-- Data for the task follows --
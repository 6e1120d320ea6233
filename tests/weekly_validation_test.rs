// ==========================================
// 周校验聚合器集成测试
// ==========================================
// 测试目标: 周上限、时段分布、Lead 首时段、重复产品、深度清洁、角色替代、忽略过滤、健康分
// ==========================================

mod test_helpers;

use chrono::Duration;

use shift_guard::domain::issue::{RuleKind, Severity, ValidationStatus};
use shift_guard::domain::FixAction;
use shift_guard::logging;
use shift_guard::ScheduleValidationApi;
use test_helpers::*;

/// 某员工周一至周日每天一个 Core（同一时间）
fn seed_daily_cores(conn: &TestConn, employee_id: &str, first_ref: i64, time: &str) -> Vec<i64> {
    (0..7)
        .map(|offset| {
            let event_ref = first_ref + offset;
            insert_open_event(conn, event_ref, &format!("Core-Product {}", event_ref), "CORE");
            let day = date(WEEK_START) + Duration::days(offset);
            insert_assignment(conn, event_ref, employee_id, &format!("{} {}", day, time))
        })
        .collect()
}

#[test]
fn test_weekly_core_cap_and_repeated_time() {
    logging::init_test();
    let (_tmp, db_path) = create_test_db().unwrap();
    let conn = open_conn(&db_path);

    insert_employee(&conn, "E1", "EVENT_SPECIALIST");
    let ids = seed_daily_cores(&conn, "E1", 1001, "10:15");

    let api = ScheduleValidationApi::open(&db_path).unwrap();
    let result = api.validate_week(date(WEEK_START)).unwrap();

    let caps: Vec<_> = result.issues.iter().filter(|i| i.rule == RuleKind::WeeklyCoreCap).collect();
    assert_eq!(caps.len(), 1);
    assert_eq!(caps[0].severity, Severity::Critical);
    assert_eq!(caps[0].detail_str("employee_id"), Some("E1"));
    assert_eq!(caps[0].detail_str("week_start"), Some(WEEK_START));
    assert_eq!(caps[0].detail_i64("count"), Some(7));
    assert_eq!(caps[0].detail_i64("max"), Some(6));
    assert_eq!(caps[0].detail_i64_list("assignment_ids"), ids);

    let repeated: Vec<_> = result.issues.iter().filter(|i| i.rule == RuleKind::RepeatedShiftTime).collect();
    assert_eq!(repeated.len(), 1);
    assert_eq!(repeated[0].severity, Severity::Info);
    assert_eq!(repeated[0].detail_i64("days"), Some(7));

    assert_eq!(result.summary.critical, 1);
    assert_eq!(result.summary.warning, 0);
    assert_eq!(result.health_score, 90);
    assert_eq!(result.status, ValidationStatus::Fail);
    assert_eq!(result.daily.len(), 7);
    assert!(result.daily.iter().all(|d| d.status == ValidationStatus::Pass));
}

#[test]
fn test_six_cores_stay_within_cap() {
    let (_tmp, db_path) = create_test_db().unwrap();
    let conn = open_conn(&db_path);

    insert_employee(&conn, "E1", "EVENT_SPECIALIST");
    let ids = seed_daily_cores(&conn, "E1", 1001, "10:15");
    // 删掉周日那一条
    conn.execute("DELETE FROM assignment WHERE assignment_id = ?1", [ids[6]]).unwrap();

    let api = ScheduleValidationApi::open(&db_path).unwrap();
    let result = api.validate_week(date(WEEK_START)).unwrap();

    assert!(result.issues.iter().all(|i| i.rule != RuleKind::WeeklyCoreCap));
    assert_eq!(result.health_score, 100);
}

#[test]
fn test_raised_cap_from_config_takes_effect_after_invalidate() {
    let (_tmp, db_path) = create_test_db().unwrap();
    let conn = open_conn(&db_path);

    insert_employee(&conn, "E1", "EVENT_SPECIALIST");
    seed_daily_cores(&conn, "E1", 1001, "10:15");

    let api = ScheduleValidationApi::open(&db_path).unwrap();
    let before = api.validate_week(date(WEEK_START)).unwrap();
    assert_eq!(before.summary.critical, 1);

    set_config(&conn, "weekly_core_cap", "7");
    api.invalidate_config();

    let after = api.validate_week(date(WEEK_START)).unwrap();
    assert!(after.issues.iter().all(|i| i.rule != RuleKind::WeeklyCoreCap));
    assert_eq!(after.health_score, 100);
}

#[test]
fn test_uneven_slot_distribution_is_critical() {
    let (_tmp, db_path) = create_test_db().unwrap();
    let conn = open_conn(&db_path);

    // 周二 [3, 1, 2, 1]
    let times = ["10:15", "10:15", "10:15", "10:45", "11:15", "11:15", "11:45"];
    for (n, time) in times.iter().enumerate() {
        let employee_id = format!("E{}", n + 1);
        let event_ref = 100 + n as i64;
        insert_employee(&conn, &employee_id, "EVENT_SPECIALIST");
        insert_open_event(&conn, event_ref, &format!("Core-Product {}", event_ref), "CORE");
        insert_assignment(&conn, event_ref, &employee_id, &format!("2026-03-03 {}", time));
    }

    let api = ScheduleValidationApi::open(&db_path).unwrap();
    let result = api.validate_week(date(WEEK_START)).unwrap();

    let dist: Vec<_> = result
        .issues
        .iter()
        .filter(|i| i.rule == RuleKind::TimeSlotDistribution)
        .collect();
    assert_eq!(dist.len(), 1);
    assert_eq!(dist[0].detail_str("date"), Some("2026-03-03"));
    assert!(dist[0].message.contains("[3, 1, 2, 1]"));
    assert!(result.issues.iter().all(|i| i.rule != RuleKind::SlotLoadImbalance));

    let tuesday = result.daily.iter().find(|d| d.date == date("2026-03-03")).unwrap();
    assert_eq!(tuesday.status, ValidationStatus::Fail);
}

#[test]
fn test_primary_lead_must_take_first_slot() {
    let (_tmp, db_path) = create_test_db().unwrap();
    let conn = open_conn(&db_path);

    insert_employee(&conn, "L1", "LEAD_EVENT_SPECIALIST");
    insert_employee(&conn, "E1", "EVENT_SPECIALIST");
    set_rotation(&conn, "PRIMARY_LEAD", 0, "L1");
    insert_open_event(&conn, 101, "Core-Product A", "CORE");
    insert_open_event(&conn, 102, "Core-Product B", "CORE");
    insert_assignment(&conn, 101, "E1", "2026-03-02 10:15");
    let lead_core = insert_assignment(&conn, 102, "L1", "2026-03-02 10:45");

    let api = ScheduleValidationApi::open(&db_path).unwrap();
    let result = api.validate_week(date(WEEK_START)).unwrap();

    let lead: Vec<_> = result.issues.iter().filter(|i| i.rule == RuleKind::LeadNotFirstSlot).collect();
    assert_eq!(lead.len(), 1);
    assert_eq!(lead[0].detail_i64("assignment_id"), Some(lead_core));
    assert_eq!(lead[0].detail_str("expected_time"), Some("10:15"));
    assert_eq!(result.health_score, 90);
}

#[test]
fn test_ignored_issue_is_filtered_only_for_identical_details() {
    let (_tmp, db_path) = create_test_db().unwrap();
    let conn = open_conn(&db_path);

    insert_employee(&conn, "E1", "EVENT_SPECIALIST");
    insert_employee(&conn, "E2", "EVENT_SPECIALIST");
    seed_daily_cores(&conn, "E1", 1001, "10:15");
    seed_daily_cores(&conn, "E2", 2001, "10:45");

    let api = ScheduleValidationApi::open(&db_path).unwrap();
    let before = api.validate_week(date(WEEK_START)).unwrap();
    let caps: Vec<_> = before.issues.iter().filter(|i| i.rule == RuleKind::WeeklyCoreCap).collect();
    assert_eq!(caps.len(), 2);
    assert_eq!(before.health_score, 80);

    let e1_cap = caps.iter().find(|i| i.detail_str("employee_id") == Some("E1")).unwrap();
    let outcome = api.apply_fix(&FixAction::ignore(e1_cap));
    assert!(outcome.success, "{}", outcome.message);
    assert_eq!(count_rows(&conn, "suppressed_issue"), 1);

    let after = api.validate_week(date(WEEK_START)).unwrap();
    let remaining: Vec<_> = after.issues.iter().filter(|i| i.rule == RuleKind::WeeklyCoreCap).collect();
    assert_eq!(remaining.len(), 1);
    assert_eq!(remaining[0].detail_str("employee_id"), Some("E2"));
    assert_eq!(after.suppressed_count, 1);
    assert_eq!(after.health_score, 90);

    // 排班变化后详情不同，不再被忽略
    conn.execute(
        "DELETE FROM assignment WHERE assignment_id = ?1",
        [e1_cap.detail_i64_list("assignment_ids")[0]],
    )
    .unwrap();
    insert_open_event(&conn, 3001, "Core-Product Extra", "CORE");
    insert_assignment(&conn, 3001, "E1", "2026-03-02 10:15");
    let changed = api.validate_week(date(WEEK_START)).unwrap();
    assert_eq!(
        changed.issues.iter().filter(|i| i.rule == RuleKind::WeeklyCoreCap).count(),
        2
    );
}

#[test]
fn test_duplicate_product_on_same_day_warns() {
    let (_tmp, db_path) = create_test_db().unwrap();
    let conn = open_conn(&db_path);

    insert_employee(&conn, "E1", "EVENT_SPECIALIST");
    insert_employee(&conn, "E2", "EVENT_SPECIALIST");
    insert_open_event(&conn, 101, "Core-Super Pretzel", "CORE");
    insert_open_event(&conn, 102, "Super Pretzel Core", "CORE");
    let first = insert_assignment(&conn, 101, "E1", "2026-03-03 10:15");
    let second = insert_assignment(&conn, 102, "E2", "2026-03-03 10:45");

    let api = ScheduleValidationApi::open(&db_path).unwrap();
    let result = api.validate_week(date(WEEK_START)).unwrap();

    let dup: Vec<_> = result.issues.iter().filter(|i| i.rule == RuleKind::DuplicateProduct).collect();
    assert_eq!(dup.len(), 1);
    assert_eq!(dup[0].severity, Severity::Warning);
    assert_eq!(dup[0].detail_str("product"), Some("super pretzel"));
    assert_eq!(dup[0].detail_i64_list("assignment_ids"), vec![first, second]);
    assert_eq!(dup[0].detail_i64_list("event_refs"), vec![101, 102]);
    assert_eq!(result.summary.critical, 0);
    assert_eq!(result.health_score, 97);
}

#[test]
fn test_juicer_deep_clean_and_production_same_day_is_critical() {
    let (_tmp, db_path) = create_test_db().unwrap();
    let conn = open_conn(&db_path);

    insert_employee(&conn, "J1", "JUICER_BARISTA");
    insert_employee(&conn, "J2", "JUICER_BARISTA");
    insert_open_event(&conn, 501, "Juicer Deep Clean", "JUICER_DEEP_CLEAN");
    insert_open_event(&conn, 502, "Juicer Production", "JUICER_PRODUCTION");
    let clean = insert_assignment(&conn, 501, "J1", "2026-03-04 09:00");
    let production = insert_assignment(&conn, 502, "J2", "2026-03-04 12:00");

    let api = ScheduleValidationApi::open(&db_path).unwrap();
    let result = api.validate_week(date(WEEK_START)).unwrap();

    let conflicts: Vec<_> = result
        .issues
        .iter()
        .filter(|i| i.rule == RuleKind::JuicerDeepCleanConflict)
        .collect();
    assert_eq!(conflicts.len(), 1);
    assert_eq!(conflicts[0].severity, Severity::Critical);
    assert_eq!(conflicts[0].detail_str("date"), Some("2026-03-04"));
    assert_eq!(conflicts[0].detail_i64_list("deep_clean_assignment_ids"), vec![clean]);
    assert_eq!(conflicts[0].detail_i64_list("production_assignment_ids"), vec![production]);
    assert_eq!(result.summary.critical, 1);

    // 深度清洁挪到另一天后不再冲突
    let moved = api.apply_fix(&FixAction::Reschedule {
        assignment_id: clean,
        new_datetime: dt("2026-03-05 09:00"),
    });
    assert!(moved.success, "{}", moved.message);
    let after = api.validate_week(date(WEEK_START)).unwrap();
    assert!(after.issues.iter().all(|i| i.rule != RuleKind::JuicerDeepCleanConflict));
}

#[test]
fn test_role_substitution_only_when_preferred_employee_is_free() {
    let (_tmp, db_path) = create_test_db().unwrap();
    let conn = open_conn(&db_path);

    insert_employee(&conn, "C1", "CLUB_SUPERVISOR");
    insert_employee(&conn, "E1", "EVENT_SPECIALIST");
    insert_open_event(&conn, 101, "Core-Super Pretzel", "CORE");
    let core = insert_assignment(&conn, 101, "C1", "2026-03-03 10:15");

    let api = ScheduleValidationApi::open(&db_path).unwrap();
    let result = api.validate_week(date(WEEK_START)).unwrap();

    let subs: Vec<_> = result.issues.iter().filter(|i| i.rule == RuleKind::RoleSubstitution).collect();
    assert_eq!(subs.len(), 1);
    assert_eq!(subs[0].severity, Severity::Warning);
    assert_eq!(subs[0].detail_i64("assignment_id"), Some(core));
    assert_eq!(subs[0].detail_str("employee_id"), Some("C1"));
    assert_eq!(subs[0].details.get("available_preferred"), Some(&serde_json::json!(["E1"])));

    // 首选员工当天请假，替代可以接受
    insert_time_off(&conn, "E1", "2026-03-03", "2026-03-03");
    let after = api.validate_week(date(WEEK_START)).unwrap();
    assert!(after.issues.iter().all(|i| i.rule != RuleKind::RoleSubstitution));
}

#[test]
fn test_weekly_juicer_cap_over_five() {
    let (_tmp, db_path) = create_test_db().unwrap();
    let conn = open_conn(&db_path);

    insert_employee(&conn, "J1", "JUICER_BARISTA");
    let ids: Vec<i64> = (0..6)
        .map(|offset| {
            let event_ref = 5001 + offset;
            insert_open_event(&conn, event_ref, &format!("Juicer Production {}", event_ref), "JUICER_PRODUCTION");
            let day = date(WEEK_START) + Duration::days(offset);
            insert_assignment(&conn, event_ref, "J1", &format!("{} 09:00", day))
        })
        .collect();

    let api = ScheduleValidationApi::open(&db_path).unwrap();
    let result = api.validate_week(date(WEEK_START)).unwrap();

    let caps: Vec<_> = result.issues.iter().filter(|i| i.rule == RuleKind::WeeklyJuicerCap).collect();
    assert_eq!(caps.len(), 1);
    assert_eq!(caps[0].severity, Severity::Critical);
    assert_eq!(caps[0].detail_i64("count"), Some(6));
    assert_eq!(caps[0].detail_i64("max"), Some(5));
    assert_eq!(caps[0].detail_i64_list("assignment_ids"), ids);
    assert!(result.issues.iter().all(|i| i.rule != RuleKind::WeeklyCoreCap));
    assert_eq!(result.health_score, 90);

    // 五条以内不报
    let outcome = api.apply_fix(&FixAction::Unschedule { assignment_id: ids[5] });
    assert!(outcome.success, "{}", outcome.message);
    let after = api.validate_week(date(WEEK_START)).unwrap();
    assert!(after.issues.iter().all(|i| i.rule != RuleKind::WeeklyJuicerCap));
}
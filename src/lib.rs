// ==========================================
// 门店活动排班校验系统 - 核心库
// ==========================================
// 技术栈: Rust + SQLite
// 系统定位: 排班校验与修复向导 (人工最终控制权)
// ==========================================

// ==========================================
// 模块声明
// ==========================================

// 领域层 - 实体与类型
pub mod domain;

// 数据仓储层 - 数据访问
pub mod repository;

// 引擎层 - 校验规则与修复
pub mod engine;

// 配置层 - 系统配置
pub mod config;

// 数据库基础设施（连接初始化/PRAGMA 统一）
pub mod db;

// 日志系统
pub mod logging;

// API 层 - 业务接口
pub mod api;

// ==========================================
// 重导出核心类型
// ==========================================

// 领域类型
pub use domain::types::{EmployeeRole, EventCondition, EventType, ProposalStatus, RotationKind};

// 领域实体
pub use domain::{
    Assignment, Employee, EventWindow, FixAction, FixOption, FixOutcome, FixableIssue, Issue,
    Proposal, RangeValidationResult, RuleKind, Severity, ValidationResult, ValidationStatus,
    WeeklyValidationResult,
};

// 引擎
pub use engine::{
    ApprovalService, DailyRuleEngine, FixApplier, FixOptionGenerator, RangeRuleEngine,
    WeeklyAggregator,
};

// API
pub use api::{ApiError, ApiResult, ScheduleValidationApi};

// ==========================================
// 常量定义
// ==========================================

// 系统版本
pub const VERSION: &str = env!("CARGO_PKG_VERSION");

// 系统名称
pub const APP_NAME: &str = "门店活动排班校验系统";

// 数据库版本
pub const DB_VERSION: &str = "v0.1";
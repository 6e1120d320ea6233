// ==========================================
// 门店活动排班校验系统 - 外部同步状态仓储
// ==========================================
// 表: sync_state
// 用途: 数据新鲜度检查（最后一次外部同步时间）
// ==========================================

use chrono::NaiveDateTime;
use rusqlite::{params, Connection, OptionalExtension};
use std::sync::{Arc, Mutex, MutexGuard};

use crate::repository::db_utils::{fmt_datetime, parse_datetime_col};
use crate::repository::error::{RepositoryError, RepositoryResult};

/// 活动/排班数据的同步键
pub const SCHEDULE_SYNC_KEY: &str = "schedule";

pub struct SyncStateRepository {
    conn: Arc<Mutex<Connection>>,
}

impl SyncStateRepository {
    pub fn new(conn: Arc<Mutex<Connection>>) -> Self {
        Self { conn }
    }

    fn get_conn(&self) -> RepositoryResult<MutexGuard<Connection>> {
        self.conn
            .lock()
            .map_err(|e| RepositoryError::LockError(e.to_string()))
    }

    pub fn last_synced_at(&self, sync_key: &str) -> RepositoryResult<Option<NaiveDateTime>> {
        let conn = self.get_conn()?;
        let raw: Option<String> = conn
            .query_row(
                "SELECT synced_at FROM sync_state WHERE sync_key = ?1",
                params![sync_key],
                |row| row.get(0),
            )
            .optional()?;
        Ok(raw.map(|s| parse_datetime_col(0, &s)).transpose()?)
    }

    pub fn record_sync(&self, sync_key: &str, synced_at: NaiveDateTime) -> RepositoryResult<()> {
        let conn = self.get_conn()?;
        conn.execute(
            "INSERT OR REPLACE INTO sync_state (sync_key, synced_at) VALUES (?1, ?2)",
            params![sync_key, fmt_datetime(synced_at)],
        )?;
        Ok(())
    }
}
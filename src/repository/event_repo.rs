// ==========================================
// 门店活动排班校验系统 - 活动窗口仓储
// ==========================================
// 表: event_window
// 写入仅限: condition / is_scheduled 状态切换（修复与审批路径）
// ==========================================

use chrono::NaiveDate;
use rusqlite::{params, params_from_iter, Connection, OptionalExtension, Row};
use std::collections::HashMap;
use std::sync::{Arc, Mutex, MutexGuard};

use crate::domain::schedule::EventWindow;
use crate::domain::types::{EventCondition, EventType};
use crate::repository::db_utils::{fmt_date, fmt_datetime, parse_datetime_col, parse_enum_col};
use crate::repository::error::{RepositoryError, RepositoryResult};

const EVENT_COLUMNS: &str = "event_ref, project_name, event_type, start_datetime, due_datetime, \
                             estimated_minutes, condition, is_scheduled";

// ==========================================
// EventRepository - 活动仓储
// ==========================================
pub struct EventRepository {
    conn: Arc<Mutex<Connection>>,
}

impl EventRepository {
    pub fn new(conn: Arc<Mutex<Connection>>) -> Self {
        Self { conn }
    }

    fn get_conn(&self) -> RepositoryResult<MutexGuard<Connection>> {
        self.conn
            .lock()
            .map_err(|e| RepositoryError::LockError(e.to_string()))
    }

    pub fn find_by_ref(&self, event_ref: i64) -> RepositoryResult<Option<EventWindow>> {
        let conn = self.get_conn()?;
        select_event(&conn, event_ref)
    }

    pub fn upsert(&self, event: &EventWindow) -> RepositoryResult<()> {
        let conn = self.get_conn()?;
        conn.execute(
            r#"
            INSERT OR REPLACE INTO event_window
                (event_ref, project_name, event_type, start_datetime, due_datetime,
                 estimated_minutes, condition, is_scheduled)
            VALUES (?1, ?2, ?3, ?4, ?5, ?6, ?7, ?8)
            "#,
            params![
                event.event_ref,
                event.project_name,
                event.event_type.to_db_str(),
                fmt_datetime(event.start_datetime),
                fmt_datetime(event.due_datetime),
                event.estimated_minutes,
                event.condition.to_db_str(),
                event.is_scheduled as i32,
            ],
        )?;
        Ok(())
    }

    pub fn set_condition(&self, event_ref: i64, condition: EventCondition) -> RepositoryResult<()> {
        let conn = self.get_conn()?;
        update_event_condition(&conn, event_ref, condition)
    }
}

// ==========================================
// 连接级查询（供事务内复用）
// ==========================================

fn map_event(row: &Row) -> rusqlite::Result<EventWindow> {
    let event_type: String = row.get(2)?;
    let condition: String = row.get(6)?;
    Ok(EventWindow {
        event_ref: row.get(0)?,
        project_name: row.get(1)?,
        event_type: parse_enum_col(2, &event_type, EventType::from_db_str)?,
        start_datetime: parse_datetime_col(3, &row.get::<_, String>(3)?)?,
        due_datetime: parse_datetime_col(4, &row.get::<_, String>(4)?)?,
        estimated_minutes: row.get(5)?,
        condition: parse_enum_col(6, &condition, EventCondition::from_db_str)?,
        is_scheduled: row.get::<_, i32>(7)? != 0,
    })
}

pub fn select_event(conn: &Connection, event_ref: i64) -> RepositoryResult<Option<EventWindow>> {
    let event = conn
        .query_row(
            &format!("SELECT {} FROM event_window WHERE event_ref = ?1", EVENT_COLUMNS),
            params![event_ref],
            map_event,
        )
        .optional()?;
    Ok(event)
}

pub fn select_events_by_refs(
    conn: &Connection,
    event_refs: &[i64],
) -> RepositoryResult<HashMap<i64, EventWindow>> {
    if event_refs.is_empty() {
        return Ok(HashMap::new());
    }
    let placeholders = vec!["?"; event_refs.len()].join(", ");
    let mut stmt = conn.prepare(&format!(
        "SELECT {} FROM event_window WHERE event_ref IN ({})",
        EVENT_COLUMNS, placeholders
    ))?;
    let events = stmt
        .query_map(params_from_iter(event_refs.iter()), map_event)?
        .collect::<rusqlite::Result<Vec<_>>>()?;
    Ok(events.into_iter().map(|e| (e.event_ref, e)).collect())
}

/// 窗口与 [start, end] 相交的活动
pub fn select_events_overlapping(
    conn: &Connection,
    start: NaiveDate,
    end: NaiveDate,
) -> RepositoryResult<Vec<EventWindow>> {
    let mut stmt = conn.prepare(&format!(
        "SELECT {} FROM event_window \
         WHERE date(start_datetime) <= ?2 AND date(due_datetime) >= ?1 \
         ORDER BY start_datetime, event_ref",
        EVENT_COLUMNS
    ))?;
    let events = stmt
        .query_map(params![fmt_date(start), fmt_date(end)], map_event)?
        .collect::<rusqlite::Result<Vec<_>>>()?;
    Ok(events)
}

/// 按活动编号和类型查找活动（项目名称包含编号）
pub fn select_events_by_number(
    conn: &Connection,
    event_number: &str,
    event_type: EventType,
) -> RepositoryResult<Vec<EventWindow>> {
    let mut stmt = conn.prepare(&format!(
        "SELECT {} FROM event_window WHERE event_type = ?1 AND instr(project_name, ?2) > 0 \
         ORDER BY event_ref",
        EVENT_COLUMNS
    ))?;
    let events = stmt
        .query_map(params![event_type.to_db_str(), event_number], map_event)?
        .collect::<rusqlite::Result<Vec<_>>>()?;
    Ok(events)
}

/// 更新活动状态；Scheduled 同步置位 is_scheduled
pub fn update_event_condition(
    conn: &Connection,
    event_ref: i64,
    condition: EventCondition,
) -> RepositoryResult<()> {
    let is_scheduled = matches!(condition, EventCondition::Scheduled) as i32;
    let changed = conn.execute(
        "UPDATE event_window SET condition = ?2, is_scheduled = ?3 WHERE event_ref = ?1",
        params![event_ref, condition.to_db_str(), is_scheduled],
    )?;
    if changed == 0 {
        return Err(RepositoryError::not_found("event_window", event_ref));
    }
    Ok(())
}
-- Data for the task concluded --
What you are asked to do: Select all lines in the listing above where the word "REPLACE" appears, and show them.

Result of the task:
            "INSERT OR REPLACE INTO sync_state (sync_key, synced_at) VALUES (?1, ?2)",
            INSERT OR REPLACE INTO event_window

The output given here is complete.